Oxidative injury mediated by the hepatic cytochrome P-450 system in conjunction with cellular iron. Effects on the pathway of haem biosynthesis.

1. Some polyhalogenated aromatic chemicals such as 2,3,7,8-tetrachloro-p-dioxin, brominated and chlorinated biphenyls, and hexachlorobenzene cause in humans, animals and hepatocyte systems a partial block in haem biosynthesis leading to accumulation and excretion of uroporphyrin, the oxidation product of the unstable biosynthetic intermediate uroporphyrinogen. 2. The involvement of reactive toxic metabolites of the halogenated chemicals has previously been suggested. The evidence presented in this paper supports a different mechanism involving chronic induction of the microsomal cytochrome P-450 system, mobilization of hepatocellular iron and associated oxidative stress. Besides oxidation of uroporphyrinogen to uroporphyrin, an inhibitor of uroporphyrinogen decarboxylase may also be formed. 3. Studies with iron-loaded mice and chicken embryo hepatocytes show that under appropriate conditions iron alone, or chemicals such as beta-naphthoflavone which induce the same cytochromes P-450 isozymes as do the chlorinated aromatics, will cause a similar uroporphyria.

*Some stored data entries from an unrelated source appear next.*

// This Source Code Form is subject to the terms of the Mozilla Public
// License, v. 2.0. If a copy of the MPL was not distributed with this
// file, You can obtain one at http://mozilla.org/MPL/2.0/.

//! A scan's per-station timing segments and their alignment rule, and the
//! scan itself (`Scan`/`ScanTimes`).

pub mod times;

use std::collections::HashMap;

use crate::coord::PointingVector;
use crate::id::{ObservationId, ScanId, SourceId, StationId};
use crate::observation::Observation;

pub use times::{AlignmentAnchor, ScanTimes};

/// The kind of scan, driving which scoring formula and build-time filters
/// apply (`Scan`: "`type ∈ {single, subnet, fillin, fringeFinder,
/// astroCalibrator, parallacticAngle, diffParallacticAngle}`").
#[derive(Clone, Copy, Debug, PartialEq, Eq)]
pub enum ScanType {
    Single,
    Subnet,
    Fillin,
    FringeFinder,
    AstroCalibrator,
    ParallacticAngle,
    DiffParallacticAngle,
}

/// A committed or candidate scan (`Scan`).
#[derive(Clone, Debug)]
pub struct Scan {
    pub id: ScanId,
    pub scan_type: ScanType,
    pub source_id: SourceId,
    /// One pointing vector per participating station, keyed by station id.
    pub pointing_vectors: HashMap<StationId, PointingVector>,
    pub times: ScanTimes,
    pub observations: Vec<Observation>,
    /// Populated once scoring has run; `None` for a freshly
    /// built, unscored candidate.
    pub score: Option<f64>,
}

impl Scan {
    pub fn new(
        id: ScanId,
        scan_type: ScanType,
        source_id: SourceId,
        pointing_vectors: HashMap<StationId, PointingVector>,
        times: ScanTimes,
        observations: Vec<Observation>,
    ) -> Self {
        Self {
            id,
            scan_type,
            source_id,
            pointing_vectors,
            times,
            observations,
            score: None,
        }
    }

    pub fn num_stations(&self) -> usize {
        self.pointing_vectors.len()
    }

    pub fn station_ids(&self) -> impl Iterator<Item = &StationId> {
        self.pointing_vectors.keys()
    }

    pub fn observations_for_station(&self, station_id: StationId) -> impl Iterator<Item = &Observation> {
        self.observations
            .iter()
            .filter(move |obs| obs.station1 == station_id || obs.station2 == station_id)
    }

    pub fn observation_ids(&self) -> impl Iterator<Item = ObservationId> + '_ {
        self.observations.iter().map(|o| o.id)
    }

    /// Removes a station and every observation that touches it: used to
    /// drop a station that can't satisfy a constraint and retry with the
    /// remainder.
    pub fn drop_station(&mut self, station_id: StationId) {
        self.pointing_vectors.remove(&station_id);
        self.observations
            .retain(|obs| obs.station1 != station_id && obs.station2 != station_id);
        self.times.drop_station(station_id);
    }

    /// Appends a station to an already-built scan without affecting its
    /// selection (Tagalong). The caller is responsible for
    /// having already checked visibility and slew limits, and for supplying
    /// the observations this station forms with the scan's existing
    /// stations.
    pub fn insert_tagalong_station(
        &mut self,
        pv: PointingVector,
        end_last_scan: crate::time::SessionSeconds,
        new_observations: Vec<Observation>,
    ) {
        self.times.insert_station(pv.station_id, end_last_scan);
        self.pointing_vectors.insert(pv.station_id, pv);
        self.observations.extend(new_observations);
    }
}

#[cfg(test)]
mod tests {
    use super::*;
    use crate::id::IdRegistry;

    #[test]
    fn drop_station_removes_its_observations() {
        let mut ids = IdRegistry::new();
        let scan_id = ids.next_scan();
        let source_id = ids.next_source();
        let s1 = ids.next_station();
        let s2 = ids.next_station();
        let pv1 = PointingVector::new(s1, source_id, 0.0, 0.5, 0.0, 0.0, 100);
        let pv2 = PointingVector::new(s2, source_id, 0.1, 0.5, 0.0, 0.0, 100);
        let obs = Observation::new(ids.next_observation(), s1, s2, "X".to_string(), 100, 30);

        let mut pvs = HashMap::new();
        pvs.insert(s1, pv1);
        pvs.insert(s2, pv2);
        let mut scan = Scan::new(
            scan_id,
            ScanType::Single,
            source_id,
            pvs,
            ScanTimes::new(vec![s1, s2]),
            vec![obs],
        );
        assert_eq!(scan.observations.len(), 1);
        scan.drop_station(s1);
        assert_eq!(scan.observations.len(), 0);
        assert_eq!(scan.num_stations(), 1);
    }
}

These findings provide an experimental model for the human disease porphyria cutanea tarda, sometimes occurring in patients with liver damage. 4. Experiments with rats and iron-loaded mice indicate that there may also be an association between the induction of uroporphyria and the development of liver tumours after administration of polyhalogenated aromatic chemicals.